DIAMONDS CARRY a stately image that is as much carefully crafted corporate mythmaking as treacherous intrigue. They conjure glamour and promises of love, or perhaps shady backroom dealings by faceless financiers handcuffed to their briefcases. For years De Beers, the diamond trade's dominant company and public face, sold the allure of the glittering stones while it ran the industry as a cartel, using its extensive reserves throughout Africa to create a near monopoly on the mining and trade of rough stones. To some, the firm seemed the pinnacle of luxury and success; to others, it was a cautionary tale of how Western greed funded conflict across the continent.
The diamond world has changed, however, and cheats have found new ways to game the system. The De Beers empire has been parceled out and sold to even bigger conglomerates; marketplaces in Hong Kong and Dubai are replacing the old guard; and the world's largest diamond bourse now sits in Mumbai.
Meanwhile, efforts have been made to clean up the business, most notably the Kimberley Process -- named for a diamond-producing region in South Africa and started in 2000 after human rights organizations and some industry players saw how the trade in illicit diamonds was fueling wars and warlords (and eroding the business). The Kimberley Process attempts to ensure conflict-free provenance by functioning like a passport for shipments of rough stones. But while the Kimberley certificate is today's near-universal standard requirement to trade rough diamonds, it is still shamefully basic. It's a single sheet of paper identifying only the country of origin, the country of import, value, and total carats of each diamond shipment -- along with a serial number and a couple of signatures. It's about as easy to fake as an old driver's license. Because certificates only note the total amount of rough carats, it's also easy to add or subtract polished merchandise to the bags as needed because polishing can carve away up to 50 percent of the original rough carat weight. As India is now the world's third-largest diamond consumer (after the United States and China), leftover certificates from shipments intended for domestic sales are reused to smuggle conflict stones out of the country, providing another laundering avenue. And since there's no established mechanism to ascertain the quantity of legitimate stones coming into India for cutting and polishing, it's basically impossible to know where the diamonds leaving the country have truly come from.

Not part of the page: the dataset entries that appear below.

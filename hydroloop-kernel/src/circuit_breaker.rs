/**
 * CIRCUIT BREAKER - Garde trois états autour d'un appel asynchrone
 *
 * RÔLE :
 * Protège la gateway des commandes contre les tempêtes de retries : après
 * `failure_threshold` échecs le circuit s'ouvre, puis teste la reprise avec
 * un nombre borné d'appels sonde.
 *
 * ÉTATS :
 * CLOSED ──[failure_count ≥ threshold]──▶ OPEN ──[timeout écoulé]──▶ HALF_OPEN
 *   ▲                                       ▲                          │
 *   │                                       └────[un échec sonde]──────┤
 *   └──────────[half_open_max_calls succès consécutifs]────────────────┘
 *
 * Les compteurs ne sont modifiés que depuis `call()` ; le verrou n'est
 * jamais tenu pendant l'appel protégé.
 */

use parking_lot::Mutex;
use serde::Serialize;
use std::future::Future;
use std::time::Duration;
use time::OffsetDateTime;
use tokio::time::Instant;

#[derive(Debug, Clone, Copy, PartialEq, Eq, Serialize)]
#[serde(rename_all = "SCREAMING_SNAKE_CASE")]
pub enum BreakerState {
    Closed,
    Open,
    HalfOpen,
}

/// Snapshot exposé pour le health et les tests
#[derive(Debug, Clone, Serialize)]
pub struct CircuitBreakerState {
    pub name: String,
    pub state: BreakerState,
    pub failure_count: u32,
    pub success_count: u32,
    #[serde(with = "time::serde::rfc3339::option")]
    pub last_failure_time: Option<OffsetDateTime>,
    pub half_open_call_count: u32,
}

#[derive(Debug, Clone)]
pub struct BreakerSettings {
    pub failure_threshold: u32,
    pub timeout: Duration,
    pub half_open_max_calls: u32,
}

impl Default for BreakerSettings {
    fn default() -> Self {
        Self {
            failure_threshold: 5,
            timeout: Duration::from_secs(30),
            half_open_max_calls: 3,
        }
    }
}

impl From<&crate::config::BreakerConf> for BreakerSettings {
    fn from(conf: &crate::config::BreakerConf) -> Self {
        Self {
            failure_threshold: conf.failure_threshold,
            timeout: Duration::from_secs_f64(conf.timeout_secs.max(0.0)),
            half_open_max_calls: conf.half_open_max_calls,
        }
    }
}

#[derive(Debug, thiserror::Error)]
pub enum BreakerError<E> {
    #[error("circuit breaker '{name}' is open")]
    Open { name: String },
    #[error(transparent)]
    Inner(E),
}

struct Counters {
    state: BreakerState,
    failure_count: u32,
    success_count: u32,
    half_open_call_count: u32,
    last_failure_at: Option<Instant>,
    last_failure_time: Option<OffsetDateTime>,
}

pub struct CircuitBreaker {
    name: String,
    settings: BreakerSettings,
    counters: Mutex<Counters>,
}

impl CircuitBreaker {
    pub fn new(name: impl Into<String>, settings: BreakerSettings) -> Self {
        Self {
            name: name.into(),
            settings,
            counters: Mutex::new(Counters {
                state: BreakerState::Closed,
                failure_count: 0,
                success_count: 0,
                half_open_call_count: 0,
                last_failure_at: None,
                last_failure_time: None,
            }),
        }
    }

    pub fn name(&self) -> &str {
        &self.name
    }

    pub fn state(&self) -> BreakerState {
        self.counters.lock().state
    }

    pub fn snapshot(&self) -> CircuitBreakerState {
        let c = self.counters.lock();
        CircuitBreakerState {
            name: self.name.clone(),
            state: c.state,
            failure_count: c.failure_count,
            success_count: c.success_count,
            last_failure_time: c.last_failure_time,
            half_open_call_count: c.half_open_call_count,
        }
    }

    /// Force le retour à CLOSED (intervention opérateur)
    pub fn reset(&self) {
        let mut c = self.counters.lock();
        c.state = BreakerState::Closed;
        c.failure_count = 0;
        c.success_count = 0;
        c.half_open_call_count = 0;
        tracing::info!(breaker = %self.name, "circuit breaker reset");
    }

    /// Exécute `f` sous la protection du breaker.
    ///
    /// Quand le circuit est ouvert (ou que les sondes HALF_OPEN sont épuisées)
    /// `f` n'est pas appelé et `BreakerError::Open` est renvoyé.
    pub async fn call<F, Fut, T, E>(&self, f: F) -> Result<T, BreakerError<E>>
    where
        F: FnOnce() -> Fut,
        Fut: Future<Output = Result<T, E>>,
    {
        self.admit::<E>()?;
        match f().await {
            Ok(value) => {
                self.on_success();
                Ok(value)
            }
            Err(e) => {
                self.on_failure();
                Err(BreakerError::Inner(e))
            }
        }
    }

    fn admit<E>(&self) -> Result<(), BreakerError<E>> {
        let mut c = self.counters.lock();

        if c.state == BreakerState::Open {
            let elapsed_enough = c
                .last_failure_at
                .map(|at| at.elapsed() >= self.settings.timeout)
                .unwrap_or(true);
            if !elapsed_enough {
                return Err(self.open_error());
            }
            c.state = BreakerState::HalfOpen;
            c.half_open_call_count = 0;
            c.success_count = 0;
            tracing::info!(breaker = %self.name, "circuit breaker half-open, probing");
        }

        if c.state == BreakerState::HalfOpen {
            if c.half_open_call_count >= self.settings.half_open_max_calls.max(1) {
                return Err(self.open_error());
            }
            c.half_open_call_count += 1;
        }
        Ok(())
    }

    fn on_success(&self) {
        let mut c = self.counters.lock();
        match c.state {
            BreakerState::Closed => {
                c.failure_count = c.failure_count.saturating_sub(1);
            }
            BreakerState::HalfOpen => {
                c.success_count += 1;
                if c.success_count >= self.settings.half_open_max_calls.max(1) {
                    c.state = BreakerState::Closed;
                    c.failure_count = 0;
                    c.success_count = 0;
                    c.half_open_call_count = 0;
                    tracing::info!(breaker = %self.name, "circuit breaker closed");
                }
            }
            // call admitted before another one opened the circuit
            BreakerState::Open => {}
        }
    }

    fn on_failure(&self) {
        let mut c = self.counters.lock();
        c.last_failure_at = Some(Instant::now());
        c.last_failure_time = Some(OffsetDateTime::now_utc());
        c.failure_count = c.failure_count.saturating_add(1);

        match c.state {
            BreakerState::Closed => {
                if c.failure_count >= self.settings.failure_threshold.max(1) {
                    c.state = BreakerState::Open;
                    tracing::warn!(
                        breaker = %self.name,
                        failures = c.failure_count,
                        "circuit breaker opened"
                    );
                }
            }
            BreakerState::HalfOpen => {
                c.state = BreakerState::Open;
                c.success_count = 0;
                c.half_open_call_count = 0;
                tracing::warn!(breaker = %self.name, "probe failed, circuit breaker reopened");
            }
            BreakerState::Open => {}
        }
    }

    fn open_error<E>(&self) -> BreakerError<E> {
        BreakerError::Open { name: self.name.clone() }
    }
}

#[cfg(test)]
mod tests {
    use super::*;
    use crate::error::DeliveryError;
    use std::sync::atomic::{AtomicU32, Ordering};

    fn breaker(threshold: u32, timeout_secs: u64, probes: u32) -> CircuitBreaker {
        CircuitBreaker::new(
            "gateway",
            BreakerSettings {
                failure_threshold: threshold,
                timeout: Duration::from_secs(timeout_secs),
                half_open_max_calls: probes,
            },
        )
    }

    async fn fail(b: &CircuitBreaker) -> Result<(), BreakerError<DeliveryError>> {
        b.call(|| async { Err::<(), _>(DeliveryError::Transport("down".into())) }).await
    }

    async fn succeed(b: &CircuitBreaker) -> Result<u32, BreakerError<DeliveryError>> {
        b.call(|| async { Ok::<_, DeliveryError>(7) }).await
    }

    #[tokio::test]
    async fn opens_after_exactly_threshold_failures() {
        let b = breaker(3, 30, 2);
        for _ in 0..2 {
            assert!(matches!(fail(&b).await, Err(BreakerError::Inner(_))));
            assert_eq!(b.state(), BreakerState::Closed);
        }
        assert!(matches!(fail(&b).await, Err(BreakerError::Inner(_))));
        assert_eq!(b.state(), BreakerState::Open);
    }

    #[tokio::test]
    async fn open_circuit_does_not_invoke_call() {
        let b = breaker(1, 30, 1);
        let _ = fail(&b).await;

        let calls = AtomicU32::new(0);
        let res = b
            .call(|| async {
                calls.fetch_add(1, Ordering::SeqCst);
                Ok::<_, DeliveryError>(())
            })
            .await;
        assert!(matches!(res, Err(BreakerError::Open { .. })));
        assert_eq!(calls.load(Ordering::SeqCst), 0);
    }

    #[tokio::test]
    async fn success_decays_failure_count() {
        let b = breaker(3, 30, 1);
        let _ = fail(&b).await;
        let _ = fail(&b).await;
        assert_eq!(b.snapshot().failure_count, 2);
        succeed(&b).await.unwrap();
        assert_eq!(b.snapshot().failure_count, 1);
        let _ = fail(&b).await;
        assert_eq!(b.state(), BreakerState::Closed);
    }

    #[tokio::test(start_paused = true)]
    async fn recovers_through_half_open_after_consecutive_successes() {
        let b = breaker(2, 10, 2);
        let _ = fail(&b).await;
        let _ = fail(&b).await;
        assert_eq!(b.state(), BreakerState::Open);

        tokio::time::advance(Duration::from_secs(9)).await;
        assert!(matches!(succeed(&b).await, Err(BreakerError::Open { .. })));

        tokio::time::advance(Duration::from_secs(1)).await;
        assert_eq!(succeed(&b).await.unwrap(), 7);
        assert_eq!(b.state(), BreakerState::HalfOpen);
        assert_eq!(b.snapshot().half_open_call_count, 1);

        succeed(&b).await.unwrap();
        assert_eq!(b.state(), BreakerState::Closed);
        assert_eq!(b.snapshot().failure_count, 0);
    }

    #[tokio::test(start_paused = true)]
    async fn half_open_failure_reopens() {
        let b = breaker(1, 5, 3);
        let _ = fail(&b).await;
        tokio::time::advance(Duration::from_secs(5)).await;

        succeed(&b).await.unwrap();
        assert_eq!(b.state(), BreakerState::HalfOpen);
        let _ = fail(&b).await;
        assert_eq!(b.state(), BreakerState::Open);

        // the reopen restarts the timeout
        assert!(matches!(succeed(&b).await, Err(BreakerError::Open { .. })));
    }

    #[tokio::test(start_paused = true)]
    async fn half_open_limits_probe_calls() {
        let b = std::sync::Arc::new(breaker(1, 5, 1));
        let _ = fail(&b).await;
        tokio::time::advance(Duration::from_secs(5)).await;

        let (release_tx, release_rx) = tokio::sync::oneshot::channel::<()>();
        let probe = {
            let b = b.clone();
            tokio::spawn(async move {
                b.call(|| async move {
                    let _ = release_rx.await;
                    Ok::<_, DeliveryError>(())
                })
                .await
            })
        };
        tokio::task::yield_now().await;
        assert_eq!(b.state(), BreakerState::HalfOpen);

        // second probe is refused while the first one is in flight
        assert!(matches!(succeed(&b).await, Err(BreakerError::Open { .. })));

        release_tx.send(()).unwrap();
        probe.await.unwrap().unwrap();
        assert_eq!(b.state(), BreakerState::Closed);
    }

    #[tokio::test]
    async fn reset_closes_circuit() {
        let b = breaker(1, 300, 1);
        let _ = fail(&b).await;
        assert_eq!(b.state(), BreakerState::Open);
        b.reset();
        assert_eq!(succeed(&b).await.unwrap(), 7);
    }
}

Of course, warlords and dictators have never stopped digging up conflict diamonds; they're drifting into the market today through these enormous gaps in the Kimberley Process. While rough stones can be traced to their origin, every press on the polishing wheel removes a diamond's distinctive and distinguishing surface features, like the "argyle pink" from certain Australian mines or the telltale nitrogen deposits on some South African stones. Kimberley Process officials declined requests for interviews, but what those involved in the trade told me is that smuggling stones directly into Europe or the United States is no longer necessary. It's not worth the risk when they can be imported, laundered, and stamped with approval in India before being sold onward.
And Surat's where they go to get their shine. Thirty-five tons of rough diamonds pass through this city every year to be cut and polished, but fewer than two-thirds arrive by legal channels, according to investigations by Yagnesh Mehta of the Times of India. The rest sneak in by container or courier from Angola, Ivory Coast, the Democratic Republic of the Congo, and other areas. Or they come from Zimbabwe, where a major diamond-producing region was recently approved as conflict-free, though the country is still officially untouchable for U.S. diamond buyers.
The Indian system rests on the back of a tight-knit, secretive familial network of many thousands of importers, dealers, and polishers. They come from small towns like Palanpur and the Saurashtra region, hundreds of miles away from Surat, and prospective employees need to be vouched for by current workers to have any shot at joining the business. No locals, nobody from other parts of India, and certainly no internationals can penetrate this cabal. The unarmed traders accept the smuggled stones for up to a 40 percent discount compared with accredited diamonds. Violence is rare, owing to their total monopoly, and authorities told me they feel pressure to look the other way to avoid tarnishing the image of India's "Diamond City."
The real laundering begins in Surat's Mahidharpura diamond market. Here, thousands of clubby traders congregate daily along a long pedestrian alley strewn with electric wires and dotted with sari-wearing mothers hauling construction bricks as tinny speakers blast Bob Sinclar's "World, Hold On" into the throng. Each man is a walking bank, wearing an undershirt ballooning with diamonds. When it comes time to deal, they pull out a small, blue felt-lined tray and display the goods -- right in the open on steps, sitting on the endless rows of parked motorcycles, or anywhere there's a free space. Dealers mix the conflict stones with the legitimate, breaking them up into small parcels before doling them out to brokers.